Given entries:
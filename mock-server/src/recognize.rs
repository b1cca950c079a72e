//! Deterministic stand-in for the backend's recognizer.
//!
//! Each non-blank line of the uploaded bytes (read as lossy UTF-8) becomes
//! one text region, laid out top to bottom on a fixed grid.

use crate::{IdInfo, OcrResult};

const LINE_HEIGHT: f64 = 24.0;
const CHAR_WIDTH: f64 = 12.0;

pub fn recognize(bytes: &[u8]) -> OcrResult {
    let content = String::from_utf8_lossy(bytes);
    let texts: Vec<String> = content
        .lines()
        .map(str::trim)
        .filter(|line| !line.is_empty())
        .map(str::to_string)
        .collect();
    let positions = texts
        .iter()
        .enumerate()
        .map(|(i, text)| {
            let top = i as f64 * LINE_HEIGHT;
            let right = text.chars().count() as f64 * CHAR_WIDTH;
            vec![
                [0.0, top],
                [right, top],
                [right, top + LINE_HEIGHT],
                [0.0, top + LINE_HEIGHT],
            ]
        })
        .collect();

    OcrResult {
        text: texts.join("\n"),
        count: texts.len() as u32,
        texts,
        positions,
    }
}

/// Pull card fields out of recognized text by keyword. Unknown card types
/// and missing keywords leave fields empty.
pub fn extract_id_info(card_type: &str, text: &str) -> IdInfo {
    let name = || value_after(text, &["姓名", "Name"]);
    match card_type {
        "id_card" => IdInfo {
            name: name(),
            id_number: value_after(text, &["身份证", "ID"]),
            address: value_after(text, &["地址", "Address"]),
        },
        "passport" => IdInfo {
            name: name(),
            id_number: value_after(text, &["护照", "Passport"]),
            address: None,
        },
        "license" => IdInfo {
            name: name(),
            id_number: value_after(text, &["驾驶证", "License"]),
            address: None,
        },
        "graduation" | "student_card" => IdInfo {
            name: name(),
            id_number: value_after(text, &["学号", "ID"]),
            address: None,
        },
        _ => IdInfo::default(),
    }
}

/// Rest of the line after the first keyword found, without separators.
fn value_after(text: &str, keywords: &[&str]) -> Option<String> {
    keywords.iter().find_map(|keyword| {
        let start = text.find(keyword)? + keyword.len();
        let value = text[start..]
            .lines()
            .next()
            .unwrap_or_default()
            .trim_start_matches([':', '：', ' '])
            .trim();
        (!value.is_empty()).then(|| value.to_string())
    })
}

What the exercise asks:
Reproduce the data in full, exactly as presented.

Response for this exercise:
filename mock-server/src/recognize.rs
repository b1cca950c079a72e
//! Deterministic stand-in for the backend's recognizer.
//!
//! Each non-blank line of the uploaded bytes (read as lossy UTF-8) becomes
//! one text region, laid out top to bottom on a fixed grid.

use crate::{IdInfo, OcrResult};

const LINE_HEIGHT: f64 = 24.0;
const CHAR_WIDTH: f64 = 12.0;

pub fn recognize(bytes: &[u8]) -> OcrResult {
    let content = String::from_utf8_lossy(bytes);
    let texts: Vec<String> = content
        .lines()
        .map(str::trim)
        .filter(|line| !line.is_empty())
        .map(str::to_string)
        .collect();
    let positions = texts
        .iter()
        .enumerate()
        .map(|(i, text)| {
            let top = i as f64 * LINE_HEIGHT;
            let right = text.chars().count() as f64 * CHAR_WIDTH;
            vec![
                [0.0, top],
                [right, top],
                [right, top + LINE_HEIGHT],
                [0.0, top + LINE_HEIGHT],
            ]
        })
        .collect();

    OcrResult {
        text: texts.join("\n"),
        count: texts.len() as u32,
        texts,
        positions,
    }
}

/// Pull card fields out of recognized text by keyword. Unknown card types
/// and missing keywords leave fields empty.
pub fn extract_id_info(card_type: &str, text: &str) -> IdInfo {
    let name = || value_after(text, &["姓名", "Name"]);
    match card_type {
        "id_card" => IdInfo {
            name: name(),
            id_number: value_after(text, &["身份证", "ID"]),
            address: value_after(text, &["地址", "Address"]),
        },
        "passport" => IdInfo {
            name: name(),
            id_number: value_after(text, &["护照", "Passport"]),
            address: None,
        },
        "license" => IdInfo {
            name: name(),
            id_number: value_after(text, &["驾驶证", "License"]),
            address: None,
        },
        "graduation" | "student_card" => IdInfo {
            name: name(),
            id_number: value_after(text, &["学号", "ID"]),
            address: None,
        },
        _ => IdInfo::default(),
    }
}

/// Rest of the line after the first keyword found, without separators.
fn value_after(text: &str, keywords: &[&str]) -> Option<String> {
    keywords.iter().find_map(|keyword| {
        let start = text.find(keyword)? + keyword.len();
        let value = text[start..]
            .lines()
            .next()
            .unwrap_or_default()
            .trim_start_matches([':', '：', ' '])
            .trim();
        (!value.is_empty()).then(|| value.to_string())
    })
}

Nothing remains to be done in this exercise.